Work required
Below are some records. Return exactly the lines from the one containing "lhs = Expr::Binary" through the one containing "let inner = self.parse_expr(0)?;", both included, and only those.
=== Section Start ===
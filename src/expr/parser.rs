use crate::error::FormulaError;
use crate::expr::ast::{BinOp, Expr, Func, Var};
use crate::expr::token::{Span, Token, TokenKind};

/// Deepest operator/parenthesis nesting accepted before parsing bails out.
pub const MAX_DEPTH: usize = 200;

/// Binding power of the operand of a prefix `-`/`+`: tighter than `*`, looser than `**`.
const UNARY_BP: u8 = 5;

/// Pratt parser for surface formulas.
pub struct Parser {
    tokens: Vec<Token>,
    pos: usize,
    depth: usize,
}

impl Parser {
    pub fn new(tokens: Vec<Token>) -> Self {
        Self {
            tokens,
            pos: 0,
            depth: 0,
        }
    }

    /// Parse a whole formula; trailing tokens are an error.
    pub fn parse_formula(&mut self) -> Result<Expr, FormulaError> {
        if self.peek_kind() == &TokenKind::Eof {
            return Err(FormulaError::Empty);
        }
        let (expr, _) = self.parse_expr(0)?;
        if self.peek_kind() != &TokenKind::Eof {
            let tok = self.peek();
            return Err(FormulaError::Unexpected {
                expected: "an operator or end of input".to_string(),
                found: tok.kind.describe(),
                span: tok.span,
            });
        }
        Ok(expr)
    }

    /// Pratt loop: parse expression with given minimum binding power.
    ///
    /// Returns the expression with its tree height. Both the recursion depth
    /// and the height are capped at `MAX_DEPTH`, so long operator chains
    /// cannot build a tree too deep to evaluate.
    fn parse_expr(&mut self, min_bp: u8) -> Result<(Expr, usize), FormulaError> {
        self.depth += 1;
        if self.depth > MAX_DEPTH {
            return Err(self.too_deep());
        }

        let (mut lhs, mut height) = self.parse_prefix()?;

        loop {
            let (op, left_bp, right_bp) = match self.peek_kind() {
                TokenKind::Plus => (BinOp::Add, 1, 2),
                TokenKind::Minus => (BinOp::Sub, 1, 2),
                TokenKind::Star => (BinOp::Mul, 3, 4),
                TokenKind::Slash => (BinOp::Div, 3, 4),
                TokenKind::Percent => (BinOp::Mod, 3, 4),
                TokenKind::Pow => (BinOp::Pow, 8, 7), // right-associative
                _ => break,
            };

            if left_bp < min_bp {
                break;
            }

            self.advance();
            let (rhs, rhs_height) = self.parse_expr(right_bp)?;
            height = self.grow(height.max(rhs_height))?;
            lhs = Expr::Binary {
                op,
                lhs: Box::new(lhs),
                rhs: Box::new(rhs),
            };
        }

        self.depth -= 1;
        Ok((lhs, height))
    }

    fn parse_prefix(&mut self) -> Result<(Expr, usize), FormulaError> {
        let tok = self.advance();
        match tok.kind {
            TokenKind::Number(n) => Ok((Expr::Number(n), 1)),
            TokenKind::Ident(name) => self.parse_name(name, tok.span),
            TokenKind::LParen => {
                let inner = self.parse_expr(0)?;
                self.expect(TokenKind::RParen)?;
                Ok(inner)
            }
            TokenKind::Minus => {
                let (operand, height) = self.parse_expr(UNARY_BP)?;
                Ok((Expr::Neg(Box::new(operand)), self.grow(height)?))
            }
            TokenKind::Plus => self.parse_expr(UNARY_BP),
            other => Err(FormulaError::Unexpected {
                expected: "an expression".to_string(),
                found: other.describe(),
                span: tok.span,
            }),
        }
    }

    /// Resolve an identifier into a variable, constant or function call.
    fn parse_name(&mut self, name: String, span: Span) -> Result<(Expr, usize), FormulaError> {
        if let Some(var) = Var::from_name(&name) {
            return Ok((Expr::Var(var), 1));
        }
        match name.as_str() {
            "pi" => return Ok((Expr::Number(std::f64::consts::PI), 1)),
            "e" => return Ok((Expr::Number(std::f64::consts::E), 1)),
            _ => {}
        }

        let Some(func) = Func::from_name(&name) else {
            return Err(FormulaError::UnknownName { name, span });
        };

        if self.peek_kind() != &TokenKind::LParen {
            return Err(FormulaError::BareFunction { name, span });
        }
        self.advance();

        let mut args = Vec::new();
        let mut height = 0;
        if self.peek_kind() != &TokenKind::RParen {
            loop {
                let (arg, arg_height) = self.parse_expr(0)?;
                args.push(arg);
                height = height.max(arg_height);
                if self.peek_kind() != &TokenKind::Comma {
                    break;
                }
                self.advance();
            }
        }
        let close = self.expect(TokenKind::RParen)?;

        if args.len() != func.arity() {
            return Err(FormulaError::Arity {
                name,
                expected: func.arity(),
                got: args.len(),
                span: span.merge(close),
            });
        }
        Ok((Expr::Call { func, args }, self.grow(height)?))
    }

    /// Height of a node whose tallest child is `child_height`.
    fn grow(&self, child_height: usize) -> Result<usize, FormulaError> {
        let height = child_height + 1;
        if height > MAX_DEPTH {
            return Err(self.too_deep());
        }
        Ok(height)
    }

    fn too_deep(&self) -> FormulaError {
        FormulaError::TooDeep {
            limit: MAX_DEPTH,
            span: self.peek().span,
        }
    }

    fn expect(&mut self, kind: TokenKind) -> Result<Span, FormulaError> {
        if self.peek_kind() == &kind {
            Ok(self.advance().span)
        } else {
            let tok = self.peek();
            Err(FormulaError::Unexpected {
                expected: kind.describe(),
                found: tok.kind.describe(),
                span: tok.span,
            })
        }
    }

    fn peek(&self) -> &Token {
        // The lexer always terminates the stream with Eof
        &self.tokens[self.pos.min(self.tokens.len() - 1)]
    }

    fn peek_kind(&self) -> &TokenKind {
        &self.peek().kind
    }

    fn advance(&mut self) -> Token {
        let tok = self.peek().clone();
        if self.pos < self.tokens.len() - 1 {
            self.pos += 1;
        }
        tok
    }
}

#[cfg(test)]
mod tests {
    use super::*;
    use crate::expr::lexer::Lexer;

    fn parse(src: &str) -> Result<Expr, FormulaError> {
        let tokens = Lexer::new(src).tokenize()?;
        Parser::new(tokens).parse_formula()
    }

    fn shape(src: &str) -> String {
        parse(src).unwrap().to_string()
    }

    #[test]
    fn test_precedence() {
        assert_eq!(shape("a + b * c"), "(a + (b * c))");
        assert_eq!(shape("a * X**2 + c"), "((a * (X ** 2)) + c)");
        assert_eq!(shape("X - Y - a"), "((X - Y) - a)");
    }

    #[test]
    fn test_power_is_right_associative() {
        assert_eq!(shape("X**Y**a"), "(X ** (Y ** a))");
        assert_eq!(shape("X^2"), "(X ** 2)");
    }

    #[test]
    fn test_unary_minus_binds_looser_than_power() {
        assert_eq!(shape("-X**2"), "(-(X ** 2))");
        assert_eq!(shape("X**-1"), "(X ** (-1))");
        assert_eq!(shape("-a*b"), "((-a) * b)");
    }

    #[test]
    fn test_calls_and_constants() {
        assert_eq!(shape("np.sin(np.pi * X)"), format!("sin(({} * X))", std::f64::consts::PI));
        assert_eq!(shape("arctan2(Y, X)"), "arctan2(Y, X)");
    }

    #[test]
    fn test_unknown_name() {
        assert!(matches!(
            parse("d * X"),
            Err(FormulaError::UnknownName { name, .. }) if name == "d"
        ));
        assert!(matches!(
            parse("np.foo(X)"),
            Err(FormulaError::UnknownName { name, .. }) if name == "foo"
        ));
    }

    #[test]
    fn test_arity_mismatch() {
        assert!(matches!(
            parse("sqrt(X, Y)"),
            Err(FormulaError::Arity { expected: 1, got: 2, .. })
        ));
        assert!(matches!(
            parse("arctan2(X)"),
            Err(FormulaError::Arity { expected: 2, got: 1, .. })
        ));
    }

    #[test]
    fn test_function_without_call() {
        assert!(matches!(parse("sin + X"), Err(FormulaError::BareFunction { .. })));
    }

    #[test]
    fn test_malformed_input() {
        assert!(parse("a * X +").is_err());
        assert!(parse("(a * X").is_err());
        assert!(parse("a * X)").is_err());
        assert!(parse("X Y").is_err());
        assert_eq!(parse("   "), Err(FormulaError::Empty));
    }

    #[test]
    fn test_messages_carry_position() {
        assert_eq!(parse("X * d").unwrap_err().to_string(), "unknown name 'd' at 4");
        assert!(parse("a * X)").unwrap_err().to_string().ends_with(" at 5"));
        assert!(parse("X + sqrt(X, Y)").unwrap_err().to_string().ends_with(" at 4"));
        assert_eq!(
            parse("cos + X").unwrap_err().to_string(),
            "'cos' at 0 is a function and must be called"
        );
    }

    #[test]
    fn test_nesting_limit() {
        let deep = format!("{}X{}", "(".repeat(MAX_DEPTH + 5), ")".repeat(MAX_DEPTH + 5));
        assert!(matches!(parse(&deep), Err(FormulaError::TooDeep { .. })));

        let shallow = format!("{}X{}", "(".repeat(20), ")".repeat(20));
        assert!(parse(&shallow).is_ok());
    }

    #[test]
    fn test_long_flat_chain_is_rejected() {
        let long = format!("a*X + b*Y + c{}", " + X".repeat(1_000_000));
        assert!(matches!(parse(&long), Err(FormulaError::TooDeep { limit: MAX_DEPTH, .. })));

        let negations = format!("{}X", "-".repeat(MAX_DEPTH + 1));
        assert!(matches!(parse(&negations), Err(FormulaError::TooDeep { .. })));
    }

    #[test]
    fn test_chain_within_limit_is_accepted() {
        // Leaves sit at height 1, so a chain of MAX_DEPTH terms is MAX_DEPTH tall
        let fits = format!("X{}", " + X".repeat(MAX_DEPTH - 1));
        assert!(parse(&fits).is_ok());
        let over = format!("X{}", " + X".repeat(MAX_DEPTH));
        assert!(matches!(parse(&over), Err(FormulaError::TooDeep { .. })));
    }
}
=== Section End ===
Output of the task
            lhs = Expr::Binary {
                op,
                lhs: Box::new(lhs),
                rhs: Box::new(rhs),
            };
        }

        self.depth -= 1;
        Ok((lhs, height))
    }

    fn parse_prefix(&mut self) -> Result<(Expr, usize), FormulaError> {
        let tok = self.advance();
        match tok.kind {
            TokenKind::Number(n) => Ok((Expr::Number(n), 1)),
            TokenKind::Ident(name) => self.parse_name(name, tok.span),
            TokenKind::LParen => {
                let inner = self.parse_expr(0)?;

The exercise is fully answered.